Further in a fashion to yesterday’s post, and via the always illuminating Delanceyplace.com, an explication of one of the most fundamental of all human needs: an excerpt from Rebecca Goldstein‘s The Mattering Instinct, in which she draws on one of the fathers of both pragmatism and psychology, William James

We speak both of what matters and of who matters. In fact, we speak a great deal about both.

Consider what matters. In recent decades, the phrase why X matters has become a template for dozens of book titles, including Why Beauty Matters, Why Emotions Matter, Why Family Matters, Why Genealogy Matters, Why Good Sex Matters, Why Jesus Matters, Why Knowledge Matters, Why Liberalism Matters, Why Money Matters, and Why Stories Matter. The profusion of titles, many of them mutually exclusive–after all, if Jesus matters, then how, too, can money?–testifies to our preoccupation with what matters.

And it’s not only the question of what matters but also of who matters that’s urgent. Consider: In 2013, seventeen-year-old Trayvon Martin, a Black American, was visiting, together with his father, his father’s fiance at her townhouse in a gated community in Florida. While the grownups were out, Trayvon went to a nearby convenience store to get himself some snacks and, on his way back, was shot by a Neighborhood Watch volunteer, George Zimmerman, himself a member of a minority as a Hispanic American. Zimmerman found Trayvon suspicious looking–the boy’s hoodie was prominently mentioned in news stories–and called the police, while he continued to trail the teenager, a course of action ultimately ending in the boy’s death. Trayvon hadn’t been armed. All that was found on him was a bag of Skittles and an iced tea.

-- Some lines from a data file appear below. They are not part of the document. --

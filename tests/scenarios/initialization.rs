//! Test: `initialize` generates specs and the config record

use crate::helpers::*;
use stepgen::agent::ProviderError;
use stepgen::core::{PipelineError, ProjectLayout, StepCatalog, DEFAULT_MODEL};
use stepgen::execution::RunOptions;
use tempfile::TempDir;

fn spec_replies(n: usize) -> Vec<String> {
    (1..=n).map(|i| format!("# Generated spec {}\n", i)).collect()
}

#[tokio::test]
async fn test_init_with_placeholders() {
    let dir = TempDir::new().unwrap();
    let catalog = StepCatalog::builtin();
    let provider = MockProvider::new(spec_replies(catalog.steps().len()));
    let pipeline = pipeline(dir.path(), provider.clone());

    let report = pipeline.initialize(PROBLEM, None, None, false).await.unwrap();

    assert_eq!(report.generated.len(), catalog.steps().len());
    assert_eq!(report.placeholder_templates.len(), catalog.steps().len());
    assert!(report.failed.is_empty());
    assert_eq!(report.template_directory, None);

    let layout = ProjectLayout::new(dir.path(), ".agent");
    assert!(layout.is_initialized());
    assert_eq!(
        std::fs::read_to_string(layout.template_path("step1-problem-definition.md")).unwrap(),
        "# Generated spec 1\n"
    );
    assert_eq!(
        std::fs::read_to_string(layout.template_path("agent-plan.md")).unwrap(),
        format!("# Generated spec {}\n", catalog.steps().len())
    );

    let config = read_config(&layout);
    assert_eq!(config.problem_description, PROBLEM);
    assert_eq!(config.model, DEFAULT_MODEL);
    assert_eq!(config.current_step, None);

    // The problem-definition prompt asks for the validated statement
    let prompts = provider.prompts();
    assert!(prompts[0].contains(PROBLEM));
    assert!(prompts[0].contains("Validated Problem Statement"));
    assert!(prompts[0].contains("minimal placeholder template"));
}

#[tokio::test]
async fn test_init_reads_templates_and_records_directory() {
    let dir = TempDir::new().unwrap();
    let templates = TempDir::new().unwrap();
    std::fs::write(
        templates.path().join("step2-ia-entities.md"),
        "# Entities\n## Core Entities\n",
    )
    .unwrap();

    let catalog = StepCatalog::builtin();
    let provider = MockProvider::new(spec_replies(catalog.steps().len()));
    let pipeline = pipeline(dir.path(), provider.clone());

    let report = pipeline
        .initialize(PROBLEM, Some(templates.path()), Some("gemini-2.0-flash"), false)
        .await
        .unwrap();

    assert!(!report
        .placeholder_templates
        .contains(&"step2-ia-entities.md".to_string()));
    assert_eq!(report.placeholder_templates.len(), catalog.steps().len() - 1);
    assert!(report.template_directory.is_some());

    let prompts = provider.prompts();
    assert!(prompts[1].contains("## Core Entities"));
    assert!(provider.models().iter().all(|m| m == "gemini-2.0-flash"));

    let config = read_config(&ProjectLayout::new(dir.path(), ".agent"));
    assert_eq!(config.model, "gemini-2.0-flash");
    assert!(config.template_directory.is_some());
}

#[tokio::test]
async fn test_init_writes_error_notice_for_failed_spec() {
    let dir = TempDir::new().unwrap();
    let catalog = StepCatalog::builtin();
    let mut replies: Vec<MockReply> = spec_replies(catalog.steps().len())
        .into_iter()
        .map(MockReply::Text)
        .collect();
    replies[2] = MockReply::Fail(ProviderError::Transport("connection reset".to_string()));

    let provider = MockProvider::from_replies(replies);
    let pipeline = pipeline(dir.path(), provider);

    let report = pipeline.initialize(PROBLEM, None, None, false).await.unwrap();
    assert_eq!(report.failed, vec!["step3-dynamodb-model.md".to_string()]);
    assert_eq!(report.generated.len(), catalog.steps().len() - 1);

    let layout = ProjectLayout::new(dir.path(), ".agent");
    let notice = std::fs::read_to_string(layout.template_path("step3-dynamodb-model.md")).unwrap();
    assert!(notice.contains("# Error Generating step3-dynamodb-model.md"));
    assert!(notice.contains("connection reset"));
    assert!(notice.contains(PROBLEM));
}

#[tokio::test]
async fn test_reinit_requires_force() {
    let (dir, layout) = project();
    layout_output(&layout, "step1", "old output");

    let catalog = StepCatalog::builtin();
    let provider = MockProvider::new(spec_replies(catalog.steps().len()));
    let pipeline = pipeline(dir.path(), provider.clone());

    let err = pipeline.initialize("Something else", None, None, false).await.unwrap_err();
    assert!(matches!(err, PipelineError::AlreadyInitialized(_)));
    assert_eq!(provider.calls(), 0);
    assert_eq!(read_config(&layout).problem_description, PROBLEM);

    pipeline.initialize("Something else", None, None, true).await.unwrap();
    assert_eq!(read_config(&layout).problem_description, "Something else");
    assert!(!layout.step_output_path("step1").exists());
}

#[tokio::test]
async fn test_init_rejects_empty_problem() {
    let dir = TempDir::new().unwrap();
    let pipeline = pipeline(dir.path(), MockProvider::new(vec![]));

    let err = pipeline.initialize("   ", None, None, false).await.unwrap_err();
    assert!(matches!(err, PipelineError::InvalidConfigValue { .. }));
    assert!(!dir.path().join(".agent").exists());
}

/// An initialized project is immediately runnable
#[tokio::test]
async fn test_generate_after_init() {
    let dir = TempDir::new().unwrap();
    let catalog = StepCatalog::builtin();
    let mut replies = spec_replies(catalog.steps().len());
    replies.push("Plan for step one.".to_string());
    replies.push("[]".to_string());

    let provider = MockProvider::new(replies);
    let pipeline = pipeline(dir.path(), provider.clone());
    pipeline.initialize(PROBLEM, None, None, false).await.unwrap();

    let report = pipeline.run_step(None, &RunOptions::default()).await.unwrap();
    assert_eq!(report.step_id, "step1");

    // The generated spec is the step's guideline text
    let plan_prompt = &provider.prompts()[catalog.steps().len()];
    assert!(plan_prompt.contains("# Generated spec 1"));
}

fn layout_output(layout: &ProjectLayout, step: &str, text: &str) {
    std::fs::write(layout.step_output_path(step), text).unwrap();
}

After the acquittal of the shooter, the hashtag #BlackLivesMatter exploded onto social media. The three-word slogan soon went beyond mere hashtags and placards, following the deaths of two more unarmed Black Americans, Michael Brown and Eric Garner, to become a political movement. Those who opposed Black Lives Matter sometimes offered as rejoinders their own three-word slogans: ‘All Lives Matter,’ or ‘Blue Lives Matter,’ this last referring to police officers. Of course, ‘Black Lives Matter’ isn’t inconsistent with either ‘All Lives Matter’ or ‘Blue Lives Matter,’ since ‘Black Lives Matter’ isn’t synonymous with ‘Only Black Lives Matter.’ The power and the poignancy of the original slogan lay in its minimalism. But what the battle of the slogans made clear is the potency of the verb to matter, in this instance applied not to the question of what matters but rather who matters.

So what exactly does the verb to matter mean? Here is a quick working definition: To matter is to be deserving of attention. It’s the same whether we are speaking of what matters or who matters. The thing or the person that matters makes a claim on us; at the very least, a claim is made on our attention.

The claim of being deserving of attention may be based on consequences that would ensue from paying attention or not paying attention–as when we ask, say, does voting really matter? We’re asking whether voting makes a difference; and so whether it’s worth our while to pay the attention called for in voting. It’s still the question of being deserving of attention, but what decides the issue is the consequences. In other circumstances, claims of mattering–of being deserving of attention–are independent of considerations of consequences, as when we assert that Black lives matter or that all lives matter. Here it’s intrinsic mattering, having nothing to do with consequences. And what intrinsic mattering comes down to is being deserving of attention. To claim that Black lives matter, as all lives matter, is to make claims regarding the deservingness of attention.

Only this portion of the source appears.